I was wondering when someone would question the 0.1 mg fly. It takes
an analytical balance to resolve 0.1 mg and getting a precision of 0.1
mg on a 20 g mass is not something we can do with our $2000 electronic
balances.

I assumed the correct mass of the fly was 0.1 g (he mentioned it was a
big fly didn't he). A good top loader can have a resolution of 0.01 g,
and with reasonable care to avoid air currents in the lab, a 20 g box
can be weighed (massed) with a precision of about 0.01 g. That would
imply that had the measured mass decreased by the mass of the fly (0.1
g) when the fly flew, it ought to be detectable in a measurement made
to +- 0.01 g.
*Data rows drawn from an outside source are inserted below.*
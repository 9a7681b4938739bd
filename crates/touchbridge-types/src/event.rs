//! Raw input event and companion-node record types.

/// One kernel input event: type, code, value.
///
/// The timestamp is left to the kernel, so it is not carried here.
#[derive(Debug, Clone, Copy, PartialEq, Eq, Hash)]
pub struct RawEvent {
    pub kind: u16,
    pub code: u16,
    pub value: i32,
}

impl RawEvent {
    #[must_use]
    pub const fn new(kind: u16, code: u16, value: i32) -> Self {
        Self { kind, code, value }
    }
}

/// A record for the virtual mouse node: 1-byte type and two 4-byte integers.
#[derive(Debug, Clone, Copy, PartialEq, Eq)]
pub struct MouseRecord {
    pub kind: u8,
    pub x: i32,
    pub y: i32,
}

impl MouseRecord {
    /// Size of the encoded record in bytes.
    pub const SIZE: usize = 9;

    /// Encode as packed native-endian bytes.
    #[must_use]
    pub fn to_bytes(&self) -> [u8; Self::SIZE] {
        let mut buf = [0u8; Self::SIZE];
        buf[0] = self.kind;
        buf[1..5].copy_from_slice(&self.x.to_ne_bytes());
        buf[5..9].copy_from_slice(&self.y.to_ne_bytes());
        buf
    }
}

/// A record for the virtual keyboard node: key code and value.
#[derive(Debug, Clone, Copy, PartialEq, Eq)]
pub struct KeyRecord {
    pub key: u8,
    /// 1 = press, 0 = release.
    pub value: u8,
}

impl KeyRecord {
    pub const SIZE: usize = 2;

    #[must_use]
    pub const fn press(key: u8) -> Self {
        Self { key, value: 1 }
    }

    #[must_use]
    pub const fn release(key: u8) -> Self {
        Self { key, value: 0 }
    }

    #[must_use]
    pub fn to_bytes(&self) -> [u8; Self::SIZE] {
        [self.key, self.value]
    }
}
//! Input device discovery and event injection for touchbridge.
//!
//! [`DeviceRegistry`] enumerates the input directory, classifies devices by
//! name into roles, reads the touch panel calibration and tracks hot-plug
//! changes. The daemon writes to devices only through the [`InputInjector`]
//! trait, which the registry implements and [`mock::MockInjector`] fakes.

use touchbridge_types::{DeviceRole, KeyRecord, MouseRecord, RawEvent, TouchCalibration};

pub mod burst;
pub mod calibration;
pub mod encode;
pub mod error;
pub mod hotplug;
pub mod keymap;
pub mod node;
pub mod registry;

#[cfg(any(test, feature = "mock"))]
pub mod mock;

pub use error::InputError;
pub use evdev::KeyCode as EvdevKey;
pub use hotplug::{HotplugEvent, HotplugWatch};
pub use registry::{DeviceRegistry, InputDevice, RegistryConfig};

/// One unit of output for a device role, written with a single write call.
#[derive(Debug, Clone, PartialEq, Eq)]
pub enum Injection {
    /// A synchronized burst for the touch panel.
    Touch(Vec<RawEvent>),
    /// A synchronized burst for the auxiliary key device.
    AuxKey(Vec<RawEvent>),
    /// One record for the virtual mouse node.
    Mouse(MouseRecord),
    /// Records for the virtual keyboard node.
    Keyboard(Vec<KeyRecord>),
}

impl Injection {
    /// The device role this injection is written to.
    pub fn role(&self) -> DeviceRole {
        match self {
            Self::Touch(_) => DeviceRole::Touch,
            Self::AuxKey(_) => DeviceRole::AuxKey,
            Self::Mouse(_) => DeviceRole::Mouse,
            Self::Keyboard(_) => DeviceRole::Keyboard,
        }
    }
}

/// Writes input to the devices discovered on this host.
pub trait InputInjector: Send + 'static {
    /// Calibration of the touch panel, if one is present.
    fn touch_calibration(&self) -> Option<TouchCalibration>;

    /// Write one injection to the device holding its role.
    fn inject(&mut self, injection: &Injection) -> Result<(), InputError>;

    /// Apply pending hot-plug changes, returning how many devices were
    /// added or removed.
    fn poll_hotplug(&mut self) -> Result<usize, InputError> {
        Ok(0)
    }
}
But 0.1 mg just doesn't make any sense.

Michael D. Edmiston, Ph.D. Phone/voice-mail: 419-358-3270
Professor of Chemistry & Physics FAX: 419-358-3323
Chairman, Science Department E-Mail edmiston@bluffton.edu
Bluffton College
280 West College Avenue
Bluffton, OH 45817



-----Original Message-----
From: Mark Sylvester [SMTP:msylvest@SPIN.IT]
Sent: Monday, September 06, 1999 9:38 AM
To: PHYS-L@lists.nau.edu
Subject: Re: weight of a bird in a cage

At 18:19 05-09-99 -0500, brian whatcott wrote:
Ludwik and Mark had a question about a crucial experiment of the
'bird in a box' variety that Jim described. (Quoted below)
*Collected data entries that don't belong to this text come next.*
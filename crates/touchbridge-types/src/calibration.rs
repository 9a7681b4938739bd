//! Touch panel axis calibration.

use serde::{Deserialize, Serialize};

/// A logical touch axis.
#[derive(Debug, Clone, Copy, PartialEq, Eq, Hash)]
pub enum Axis {
    X,
    Y,
    Pressure,
}

/// Device-reported calibration of one absolute axis.
#[derive(Debug, Clone, Copy, Default, PartialEq, Eq)]
pub struct AxisCalibration {
    pub minimum: i32,
    pub maximum: i32,
    pub fuzz: i32,
    pub flat: i32,
    pub resolution: i32,
}

impl AxisCalibration {
    /// Number of distinct raw values the axis reports.
    #[must_use]
    pub fn span(&self) -> i64 {
        i64::from(self.maximum) - i64::from(self.minimum) + 1
    }
}

/// Resolution substituted when the panel reports zero for an axis.
#[derive(Debug, Clone, Copy, PartialEq, Eq, Serialize, Deserialize)]
pub struct FallbackResolution {
    #[serde(default = "default_resolution_x")]
    pub x: i32,
    #[serde(default = "default_resolution_y")]
    pub y: i32,
}

impl Default for FallbackResolution {
    fn default() -> Self {
        Self {
            x: default_resolution_x(),
            y: default_resolution_y(),
        }
    }
}

fn default_resolution_x() -> i32 {
    800
}

fn default_resolution_y() -> i32 {
    480
}

/// Calibration of the three axes the touch panel is driven through.
#[derive(Debug, Clone, Copy, Default, PartialEq, Eq)]
pub struct TouchCalibration {
    pub x: AxisCalibration,
    pub y: AxisCalibration,
    pub pressure: AxisCalibration,
}

impl TouchCalibration {
    #[must_use]
    pub fn axis(&self, axis: Axis) -> &AxisCalibration {
        match axis {
            Axis::X => &self.x,
            Axis::Y => &self.y,
            Axis::Pressure => &self.pressure,
        }
    }

    /// Replace zero X/Y resolutions with the fallback values.
    #[must_use]
    pub fn with_fallback(mut self, fallback: FallbackResolution) -> Self {
        if self.x.resolution == 0 {
            self.x.resolution = fallback.x;
        }
        if self.y.resolution == 0 {
            self.y.resolution = fallback.y;
        }
        self
    }
}

#[cfg(test)]
mod tests {
    use super::*;

    #[test]
    fn fallback_only_replaces_zero() {
        let calibration = TouchCalibration {
            x: AxisCalibration {
                maximum: 4095,
                resolution: 0,
                ..AxisCalibration::default()
            },
            y: AxisCalibration {
                maximum: 4095,
                resolution: 12,
                ..AxisCalibration::default()
            },
            pressure: AxisCalibration::default(),
        }
        .with_fallback(FallbackResolution::default());

        assert_eq!(calibration.x.resolution, 800);
        assert_eq!(calibration.y.resolution, 12);
        assert_eq!(calibration.pressure.resolution, 0);
    }

    #[test]
    fn span_is_inclusive() {
        let axis = AxisCalibration {
            minimum: 0,
            maximum: 4095,
            ..AxisCalibration::default()
        };
        assert_eq!(axis.span(), 4096);
    }
}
The purpose of Jim's description was to demonstrate that the
weight of a box plus flying animal is unchanging, momentary
excursions excepted.

The problem with Ludwik's query, is that it asks if the box
+ animal weight remains constant plus or minus the animal's weight.
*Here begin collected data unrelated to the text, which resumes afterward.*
//! touchbridge CLI: remote touch, key and mouse injection over TCP.

use std::path::PathBuf;
use std::process::ExitCode;

use clap::{Parser, Subcommand};
use touchbridge_daemon::{Config, DaemonError, Dispatcher, Server, ShellSystem};
use touchbridge_input::{DeviceRegistry, InputInjector};
use tracing::{error, info, warn};

#[derive(Parser)]
#[command(
    name = "touchbridge",
    about = "Inject remote touch, key and mouse input into local devices",
    version,
    propagate_version = true
)]
struct Cli {
    /// Path to configuration file.
    #[arg(short, long, global = true)]
    config: Option<String>,

    /// Directory scanned for input devices.
    #[arg(long, global = true)]
    input_dir: Option<PathBuf>,

    #[command(subcommand)]
    command: Commands,
}

#[derive(Subcommand)]
enum Commands {
    /// Discover devices and serve control connections.
    Serve {
        /// TCP port to listen on.
        #[arg(short, long)]
        port: Option<u16>,

        /// Address to bind.
        #[arg(short, long)]
        bind: Option<String>,
    },

    /// List discovered input devices and the touch calibration.
    Devices,

    /// Print the default configuration as TOML.
    DefaultConfig,
}

fn main() -> ExitCode {
    let cli = Cli::parse();

    let (mut config, source) = match touchbridge_daemon::setup::load_config(cli.config.as_deref())
    {
        Ok(loaded) => loaded,
        Err(e) => {
            eprintln!("touchbridge: {e}");
            return ExitCode::from(e.exit_code());
        }
    };
    if let Some(dir) = cli.input_dir {
        config.devices.input_dir = dir;
    }

    tracing_subscriber::fmt()
        .with_env_filter(
            tracing_subscriber::EnvFilter::try_from_default_env()
                .unwrap_or_else(|_| tracing_subscriber::EnvFilter::new(&config.daemon.log_level)),
        )
        .init();

    match &source {
        Some(path) => info!(path = %path.display(), "loaded config"),
        None => info!("no config file found, using defaults"),
    }

    let result = match cli.command {
        Commands::Serve { port, bind } => {
            if let Some(port) = port {
                config.daemon.port = port;
            }
            if let Some(bind) = bind {
                config.daemon.bind = bind;
            }
            serve(&config)
        }
        Commands::Devices => list_devices(&config),
        Commands::DefaultConfig => print_default_config(),
    };

    match result {
        Ok(()) => ExitCode::SUCCESS,
        Err(e) => {
            error!(error = %e, "fatal");
            ExitCode::from(e.exit_code())
        }
    }
}

fn serve(config: &Config) -> Result<(), DaemonError> {
    info!(input_dir = %config.devices.input_dir.display(), "starting touchbridge");

    let mut registry = DeviceRegistry::scan(config.registry())?;
    if let Err(e) = registry.enable_hotplug() {
        warn!(error = %e, "hot-plug disabled");
    }
    let system = ShellSystem::new(config.system.clone());
    let dispatcher = Dispatcher::new(
        Box::new(registry),
        Box::new(system),
        config.system.default_keyevent,
    )?;

    let runtime = tokio::runtime::Builder::new_current_thread()
        .enable_all()
        .build()
        .map_err(|e| DaemonError::Other(e.into()))?;

    runtime.block_on(async {
        let server = Server::bind(&config.daemon, dispatcher)?;
        tokio::select! {
            result = server.run() => result,
            _ = tokio::signal::ctrl_c() => {
                info!("shutting down");
                Ok(())
            }
        }
    })
}

fn list_devices(config: &Config) -> Result<(), DaemonError> {
    let registry = DeviceRegistry::scan(config.registry())?;
    for device in registry.devices() {
        let id = &device.identity;
        println!(
            "{}\t{}\t{:?}\tbus {:04x} vendor {:04x} product {:04x}{}",
            device.path.display(),
            device.role,
            id.name,
            id.bus,
            id.vendor,
            id.product,
            if device.is_writable() { "" } else { "\t(read-only)" },
        );
    }
    if let Some(calibration) = registry.touch_calibration() {
        for (label, axis) in [
            ("x", calibration.x),
            ("y", calibration.y),
            ("pressure", calibration.pressure),
        ] {
            println!(
                "{label}: min {} max {} fuzz {} flat {} resolution {}",
                axis.minimum, axis.maximum, axis.fuzz, axis.flat, axis.resolution
            );
        }
    }
    Ok(())
}

fn print_default_config() -> Result<(), DaemonError> {
    let text = toml::to_string_pretty(&Config::default()).map_err(anyhow::Error::from)?;
    print!("{text}");
    Ok(())
}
The answer to which is "Yes of course, whether it decides in favor
or against either of the following positions":

"the flying animal's weight reacts on the floor" OR
"The flying animal's weight is NOT reacted on the floor".

Hence, I deduce that Ludwik's question went unanswered because
an answer to his question would not contribute anything meaningful
to the discussion.

I am quite certain that this is not the response Ludwik meant
to invoke. But I cannot read his mind, only his words.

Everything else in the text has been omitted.